Все женские роли в спектакле исполняли, естественно, мужчины, особенно отличился наш дорогой Юрочка Шеплетто, который талантливо исполнил роль Любаши. В женском платье и гриме он был очень хорош собой, вернее, Любаша хороша... После первого спектакля, на котором соизволило присутствовать все начальство, меня вызвали в санчасть, и Бойцова с Токаревой, похвалив спектакль, принялись расспрашивать, кто какие роли исполнял. Мне было приятно узнать, что особенно им понравился Гордей Торцов, но кто его играл, они так и не догадались. Обе дамы неподдельно удивились, когда узнали, что Гордея играл я. И в самом деле, я очень изменил свою внешность, приклеив длинную седую бороду и усы. А главное – я понизил голос до крайнего предела, и естественно, от Боровского в Гордее Торцове мало что осталось...
Но несмотря на успех спектакля и мой лично, я окончательно убедился, что никаких артистических талантов у меня нет, только рост и голос.

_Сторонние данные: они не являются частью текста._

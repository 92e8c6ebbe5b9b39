#![allow(dead_code)]

use flow_materials::context::Viewport;

pub(crate) const EPSILON: f32 = 1e-5;

pub(crate) fn assert_close(actual: f32, expected: f32) {
    assert!(
        (actual - expected).abs() <= EPSILON,
        "expected {expected}, got {actual}"
    );
}

pub(crate) fn viewport(width: u32, height: u32, device_pixel_ratio: f64) -> Viewport {
    Viewport::new(width, height, device_pixel_ratio, 2.0)
}

#[cfg(feature = "integration-tests")]
pub(crate) use offscreen::*;

#[cfg(feature = "integration-tests")]
mod offscreen {
    use std::time::Duration;

    use flow_materials::{
        camera::{Camera, CameraResources, Projection},
        data_structures::{scene_graph::Scene, texture::Texture},
        panel::DebugPanel,
        pipelines::panel::PanelViewport,
        render::{RenderTarget, SceneResources},
        settings::Settings,
    };

    pub(crate) const FORMAT: wgpu::TextureFormat = wgpu::TextureFormat::Rgba8UnormSrgb;

    /// A device without a surface, or `None` if the machine has no usable adapter.
    pub(crate) async fn headless_device() -> Option<(wgpu::Device, wgpu::Queue)> {
        let instance = wgpu::Instance::new(&wgpu::InstanceDescriptor {
            backends: wgpu::Backends::all(),
            ..Default::default()
        });
        let adapter = instance
            .request_adapter(&wgpu::RequestAdapterOptions {
                power_preference: wgpu::PowerPreference::default(),
                compatible_surface: None,
                force_fallback_adapter: false,
            })
            .await
            .ok()?;
        adapter
            .request_device(&wgpu::DeviceDescriptor {
                label: None,
                required_features: wgpu::Features::empty(),
                required_limits: wgpu::Limits::downlevel_webgl2_defaults()
                    .using_resolution(adapter.limits()),
                memory_hints: Default::default(),
                trace: wgpu::Trace::Off,
                ..Default::default()
            })
            .await
            .ok()
    }

    /// The showcase rendered into a texture instead of a window surface.
    pub(crate) struct Offscreen {
        pub(crate) width: u32,
        pub(crate) height: u32,
        pub(crate) camera: CameraResources,
        pub(crate) projection: Projection,
        pub(crate) resources: SceneResources,
        colour: wgpu::Texture,
        depth: Texture,
    }

    impl Offscreen {
        pub(crate) fn new(
            device: &wgpu::Device,
            queue: &wgpu::Queue,
            scene: &Scene,
            panel: &DebugPanel<Scene>,
            width: u32,
            height: u32,
        ) -> Self {
            let settings = Settings::default();
            let projection = Projection::new(
                width,
                height,
                cgmath::Deg(settings.camera.fovy_deg),
                settings.camera.znear,
                settings.camera.zfar,
            );
            let mut camera = CameraResources::new(device, Camera::from(&settings.camera), &projection);
            camera.write_to_buffer(queue, &projection);
            let mut resources =
                SceneResources::new(device, queue, FORMAT, &camera.bind_group_layout, scene);
            resources.update_panel(
                device,
                queue,
                panel,
                scene,
                PanelViewport {
                    width: width as f32,
                    height: height as f32,
                    scale: 1.0,
                },
            );

            let colour = device.create_texture(&wgpu::TextureDescriptor {
                label: Some("offscreen colour"),
                size: wgpu::Extent3d {
                    width,
                    height,
                    depth_or_array_layers: 1,
                },
                mip_level_count: 1,
                sample_count: 1,
                dimension: wgpu::TextureDimension::D2,
                format: FORMAT,
                usage: wgpu::TextureUsages::RENDER_ATTACHMENT | wgpu::TextureUsages::COPY_SRC,
                view_formats: &[],
            });
            let depth = Texture::create_depth_texture(device, [width, height], "offscreen depth");
            Self {
                width,
                height,
                camera,
                projection,
                resources,
                colour,
                depth,
            }
        }

        /// Render one frame and read it back as tightly packed RGBA rows.
        pub(crate) async fn render(&self, device: &wgpu::Device, queue: &wgpu::Queue) -> Vec<u8> {
            let view = self
                .colour
                .create_view(&wgpu::TextureViewDescriptor::default());
            let mut encoder = device.create_command_encoder(&wgpu::CommandEncoderDescriptor {
                label: Some("offscreen encoder"),
            });
            let position = self.camera.camera.position;
            self.resources.draw(
                &mut encoder,
                RenderTarget {
                    colour: &view,
                    depth: &self.depth.view,
                },
                wgpu::Color::BLACK,
                &self.camera.bind_group,
                cgmath::Vector3::new(position.x, position.y, position.z),
            );

            let unpadded = 4 * self.width;
            let align = wgpu::COPY_BYTES_PER_ROW_ALIGNMENT;
            let padded = unpadded.div_ceil(align) * align;
            let output_buffer = device.create_buffer(&wgpu::BufferDescriptor {
                size: (padded * self.height) as wgpu::BufferAddress,
                usage: wgpu::BufferUsages::COPY_DST | wgpu::BufferUsages::MAP_READ,
                label: None,
                mapped_at_creation: false,
            });
            encoder.copy_texture_to_buffer(
                wgpu::TexelCopyTextureInfo {
                    aspect: wgpu::TextureAspect::All,
                    texture: &self.colour,
                    mip_level: 0,
                    origin: wgpu::Origin3d::ZERO,
                },
                wgpu::TexelCopyBufferInfo {
                    buffer: &output_buffer,
                    layout: wgpu::TexelCopyBufferLayout {
                        offset: 0,
                        bytes_per_row: Some(padded),
                        rows_per_image: Some(self.height),
                    },
                },
                wgpu::Extent3d {
                    width: self.width,
                    height: self.height,
                    depth_or_array_layers: 1,
                },
            );
            queue.submit(std::iter::once(encoder.finish()));

            let (tx, rx) = futures_intrusive::channel::shared::oneshot_channel();
            let buffer_slice = output_buffer.slice(..);
            buffer_slice.map_async(wgpu::MapMode::Read, move |result| {
                tx.send(result).unwrap();
            });
            device
                .poll(wgpu::PollType::Wait {
                    submission_index: None,
                    timeout: Some(Duration::from_secs(3)),
                })
                .unwrap();
            rx.receive().await.unwrap().unwrap();

            let data = buffer_slice.get_mapped_range();
            data.chunks(padded as usize)
                .flat_map(|row| &row[..unpadded as usize])
                .copied()
                .collect()
        }
    }
}
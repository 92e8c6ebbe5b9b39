//! Panel text, shaped by cosmic-text and drawn through glyphon.
//!
//! Labels come in logical pixels and are scaled to the surface here, so the
//! panel code never deals with physical sizes.

use std::fmt;

use glyphon::{
    Attrs, Buffer, Cache, Color, Family, FontSystem, Metrics, Resolution, Shaping, SwashCache, TextArea,
    TextAtlas, TextBounds, TextRenderer, Viewport,
};

use crate::{
    data_structures::texture::Texture,
    panel::{FONT_SIZE, Label, ROW_HEIGHT},
};

pub struct TextResources {
    font_system: FontSystem,
    swash_cache: SwashCache,
    viewport: Viewport,
    atlas: TextAtlas,
    renderer: TextRenderer,
    buffers: Vec<(Buffer, Label)>,
}

impl fmt::Debug for TextResources {
    fn fmt(&self, f: &mut fmt::Formatter<'_>) -> fmt::Result {
        f.debug_struct("TextResources")
            .field("labels", &self.buffers.len())
            .finish_non_exhaustive()
    }
}

impl TextResources {
    pub fn new(device: &wgpu::Device, queue: &wgpu::Queue, format: wgpu::TextureFormat) -> Self {
        let cache = Cache::new(device);
        let viewport = Viewport::new(device, &cache);
        let mut atlas = TextAtlas::new(device, queue, &cache, format);
        // Same depth setup as the panel quads: shares the scene's attachment, always on top.
        let renderer = TextRenderer::new(
            &mut atlas,
            device,
            wgpu::MultisampleState::default(),
            Some(wgpu::DepthStencilState {
                format: Texture::DEPTH_FORMAT,
                depth_write_enabled: Some(false),
                depth_compare: Some(wgpu::CompareFunction::Always),
                stencil: wgpu::StencilState::default(),
                bias: wgpu::DepthBiasState::default(),
            }),
        );
        Self {
            font_system: FontSystem::new(),
            swash_cache: SwashCache::new(),
            viewport,
            atlas,
            renderer,
            buffers: Vec::new(),
        }
    }

    /// Shape `labels` and upload their glyphs for a surface of `width` x `height`
    /// physical pixels. `scale` converts logical to physical pixels.
    pub fn update(
        &mut self,
        device: &wgpu::Device,
        queue: &wgpu::Queue,
        labels: &[Label],
        (width, height): (u32, u32),
        scale: f32,
    ) {
        self.atlas.trim();
        let metrics = Metrics::new(FONT_SIZE, ROW_HEIGHT);
        self.buffers = labels
            .iter()
            .map(|label| {
                let mut buffer = Buffer::new(&mut self.font_system, metrics);
                buffer.set_size(
                    &mut self.font_system,
                    Some(label.rect.width),
                    Some(label.rect.height),
                );
                buffer.set_text(
                    &mut self.font_system,
                    &label.text,
                    &Attrs::new().family(Family::SansSerif),
                    Shaping::Basic,
                    None,
                );
                buffer.shape_until_scroll(&mut self.font_system, false);
                (buffer, label.clone())
            })
            .collect();

        self.viewport.update(queue, Resolution { width, height });
        let areas = self.buffers.iter().map(|(buffer, label)| {
            let rect = label.rect;
            let [r, g, b] = label.colour;
            TextArea {
                buffer,
                left: rect.x * scale,
                top: rect.y * scale,
                scale,
                bounds: TextBounds {
                    left: (rect.x * scale).floor() as i32,
                    top: (rect.y * scale).floor() as i32,
                    right: ((rect.x + rect.width) * scale).ceil() as i32,
                    bottom: ((rect.y + rect.height) * scale).ceil() as i32,
                },
                default_color: Color::rgb(r, g, b),
                custom_glyphs: &[],
            }
        });
        if let Err(e) = self.renderer.prepare(
            device,
            queue,
            &mut self.font_system,
            &mut self.atlas,
            &self.viewport,
            areas,
            &mut self.swash_cache,
        ) {
            log::warn!("Unable to prepare panel text: {}", e);
        }
    }

    pub fn draw(&self, render_pass: &mut wgpu::RenderPass<'_>) {
        if self.buffers.is_empty() {
            return;
        }
        if let Err(e) = self.renderer.render(&self.atlas, &self.viewport, render_pass) {
            log::warn!("Unable to draw panel text: {}", e);
        }
    }

    pub fn label_count(&self) -> usize {
        self.buffers.len()
    }
}
use wgpu::util::DeviceExt;

use crate::data_structures::{
    material::{MapKind, MaterialId, PipelineKey, StandardMaterial},
    texture::{Texture, TextureOptions, create_default_sampler},
};

const UNIFORM_BINDING: u32 = 0;
const SAMPLER_BINDING: u32 = 1;
const FIRST_MAP_BINDING: u32 = 2;
const ENV_BINDING: u32 = FIRST_MAP_BINDING + MapKind::ALL.len() as u32;

pub fn map_binding(kind: MapKind) -> u32 {
    FIRST_MAP_BINDING + kind.index() as u32
}

fn texture_entry(binding: u32, visibility: wgpu::ShaderStages, view_dimension: wgpu::TextureViewDimension) -> wgpu::BindGroupLayoutEntry {
    wgpu::BindGroupLayoutEntry {
        binding,
        visibility,
        ty: wgpu::BindingType::Texture {
            multisampled: false,
            view_dimension,
            sample_type: wgpu::TextureSampleType::Float { filterable: true },
        },
        count: None,
    }
}

/// Uniform, one shared sampler, the seven maps in [`MapKind::ALL`] order and the
/// environment cube map.
pub fn standard_material_layout(device: &wgpu::Device) -> wgpu::BindGroupLayout {
    let mut entries = vec![
        wgpu::BindGroupLayoutEntry {
            binding: UNIFORM_BINDING,
            visibility: wgpu::ShaderStages::VERTEX | wgpu::ShaderStages::FRAGMENT,
            ty: wgpu::BindingType::Buffer {
                ty: wgpu::BufferBindingType::Uniform,
                has_dynamic_offset: false,
                min_binding_size: None,
            },
            count: None,
        },
        wgpu::BindGroupLayoutEntry {
            binding: SAMPLER_BINDING,
            visibility: wgpu::ShaderStages::VERTEX | wgpu::ShaderStages::FRAGMENT,
            ty: wgpu::BindingType::Sampler(wgpu::SamplerBindingType::Filtering),
            count: None,
        },
    ];
    entries.extend(MapKind::ALL.iter().map(|kind| {
        // The displacement map moves vertices, everything else shades fragments.
        let visibility = match kind {
            MapKind::Displacement => wgpu::ShaderStages::VERTEX | wgpu::ShaderStages::FRAGMENT,
            _ => wgpu::ShaderStages::FRAGMENT,
        };
        texture_entry(map_binding(*kind), visibility, wgpu::TextureViewDimension::D2)
    }));
    entries.push(texture_entry(
        ENV_BINDING,
        wgpu::ShaderStages::FRAGMENT,
        wgpu::TextureViewDimension::Cube,
    ));
    device.create_bind_group_layout(&wgpu::BindGroupLayoutDescriptor {
        entries: &entries,
        label: Some("Standard material bind_group_layout"),
    })
}

/// Neutral 1x1 textures shared by every slot that has nothing better yet.
#[derive(Debug)]
pub struct Placeholders {
    maps: Vec<Texture>,
    env: Texture,
}

impl Placeholders {
    pub fn new(device: &wgpu::Device, queue: &wgpu::Queue) -> Self {
        let maps = MapKind::ALL
            .iter()
            .map(|kind| {
                Texture::create_solid(
                    device,
                    queue,
                    kind.neutral_texel(),
                    kind.texture_options(),
                    &format!("placeholder {}", kind.label()),
                )
            })
            .collect();
        Self {
            maps,
            env: Texture::create_blank_cube(device, queue),
        }
    }

    pub fn map(&self, kind: MapKind) -> &Texture {
        &self.maps[kind.index()]
    }

    pub fn env(&self) -> &Texture {
        &self.env
    }
}

/// GPU side of one [`StandardMaterial`].
#[derive(Debug)]
pub struct MaterialResources {
    pub id: MaterialId,
    pub key: PipelineKey,
    pub uniform_buffer: wgpu::Buffer,
    pub bind_group: wgpu::BindGroup,
    sampler: wgpu::Sampler,
    maps: Vec<Texture>,
    env: Texture,
    loaded: Vec<bool>,
    env_loaded: bool,
}

impl MaterialResources {
    pub fn new(
        device: &wgpu::Device,
        layout: &wgpu::BindGroupLayout,
        id: MaterialId,
        material: &StandardMaterial,
        placeholders: &Placeholders,
    ) -> Self {
        let uniform_buffer = device.create_buffer_init(&wgpu::util::BufferInitDescriptor {
            label: Some(&format!("{} Material Uniform Buffer", material.name)),
            contents: bytemuck::cast_slice(&[material.to_uniform()]),
            usage: wgpu::BufferUsages::UNIFORM | wgpu::BufferUsages::COPY_DST,
        });
        let sampler = create_default_sampler(device);
        let maps: Vec<Texture> = MapKind::ALL.iter().map(|kind| placeholders.map(*kind).clone()).collect();
        let env = placeholders.env().clone();
        let bind_group = mk_bind_group(device, layout, &material.name, &uniform_buffer, &sampler, &maps, &env);
        Self {
            id,
            key: material.pipeline_key(),
            uniform_buffer,
            bind_group,
            sampler,
            maps,
            env,
            loaded: vec![false; MapKind::ALL.len()],
            env_loaded: false,
        }
    }

    /// Bind a loaded map. The bind group is rebuilt since wgpu bind groups are immutable.
    pub fn set_map(&mut self, device: &wgpu::Device, layout: &wgpu::BindGroupLayout, name: &str, kind: MapKind, texture: Texture) {
        self.maps[kind.index()] = texture;
        self.loaded[kind.index()] = true;
        self.rebuild(device, layout, name);
    }

    pub fn set_env_map(&mut self, device: &wgpu::Device, layout: &wgpu::BindGroupLayout, name: &str, texture: Texture) {
        self.env = texture;
        self.env_loaded = true;
        self.rebuild(device, layout, name);
    }

    pub fn is_loaded(&self, kind: MapKind) -> bool {
        self.loaded[kind.index()]
    }

    pub fn is_env_loaded(&self) -> bool {
        self.env_loaded
    }

    pub fn write_uniform(&self, queue: &wgpu::Queue, material: &StandardMaterial) {
        queue.write_buffer(&self.uniform_buffer, 0, bytemuck::cast_slice(&[material.to_uniform()]));
    }

    fn rebuild(&mut self, device: &wgpu::Device, layout: &wgpu::BindGroupLayout, name: &str) {
        self.bind_group = mk_bind_group(
            device,
            layout,
            name,
            &self.uniform_buffer,
            &self.sampler,
            &self.maps,
            &self.env,
        );
    }
}

/// Upload a decoded map with the colour space its slot expects.
pub fn upload_map(device: &wgpu::Device, queue: &wgpu::Queue, kind: MapKind, image: &image::RgbaImage, label: &str) -> Texture {
    upload_texture(device, queue, image, label, kind.texture_options())
}

pub fn upload_texture(
    device: &wgpu::Device,
    queue: &wgpu::Queue,
    image: &image::RgbaImage,
    label: &str,
    options: TextureOptions,
) -> Texture {
    Texture::from_rgba(device, queue, image, Some(label), options)
}

fn mk_bind_group(
    device: &wgpu::Device,
    layout: &wgpu::BindGroupLayout,
    name: &str,
    uniform_buffer: &wgpu::Buffer,
    sampler: &wgpu::Sampler,
    maps: &[Texture],
    env: &Texture,
) -> wgpu::BindGroup {
    let mut entries = vec![
        wgpu::BindGroupEntry {
            binding: UNIFORM_BINDING,
            resource: uniform_buffer.as_entire_binding(),
        },
        wgpu::BindGroupEntry {
            binding: SAMPLER_BINDING,
            resource: wgpu::BindingResource::Sampler(sampler),
        },
    ];
    entries.extend(MapKind::ALL.iter().zip(maps).map(|(kind, texture)| wgpu::BindGroupEntry {
        binding: map_binding(*kind),
        resource: wgpu::BindingResource::TextureView(&texture.view),
    }));
    entries.push(wgpu::BindGroupEntry {
        binding: ENV_BINDING,
        resource: wgpu::BindingResource::TextureView(&env.view),
    });
    device.create_bind_group(&wgpu::BindGroupDescriptor {
        layout,
        entries: &entries,
        label: Some(&format!("{} material bind_group", name)),
    })
}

Для лагерной самодеятельности этого иногда бывает достаточно, но только иногда... Еще в юности я пришел к мысли, что интеллигентный человек во всех случаях должен сдерживать свои эмоции, и этому же учили меня отец и мать, а все без исключения актеры, которых я знал, были чрезвычайно эмоциональны, у них все отражалось на лице – все чувства и мысли, если они были, конечно... Виктор Лавров в этом смысле не исключение, и хотя он был хорошим актером и образованным человеком, мы с ним так и не сблизились. По лагерю Лавров ходил всегда в окружении своих поклонников – лагерных придурков, что вызывало у меня ироническую улыбку...
С течением времени я полюбил свою работу, свой кабинет и хирургический стационар, отличающийся образцовым порядком и стерильной чистотой. Особенно я ценил свое жилье в летнее время, когда солнце не заходило за горизонт. Я опускал тогда светонепроницаемые шторы и спал в темноте и, главное, в полном одиночестве. Благодаря запасу одеял, я мог спать голым, как меня приучили с детства.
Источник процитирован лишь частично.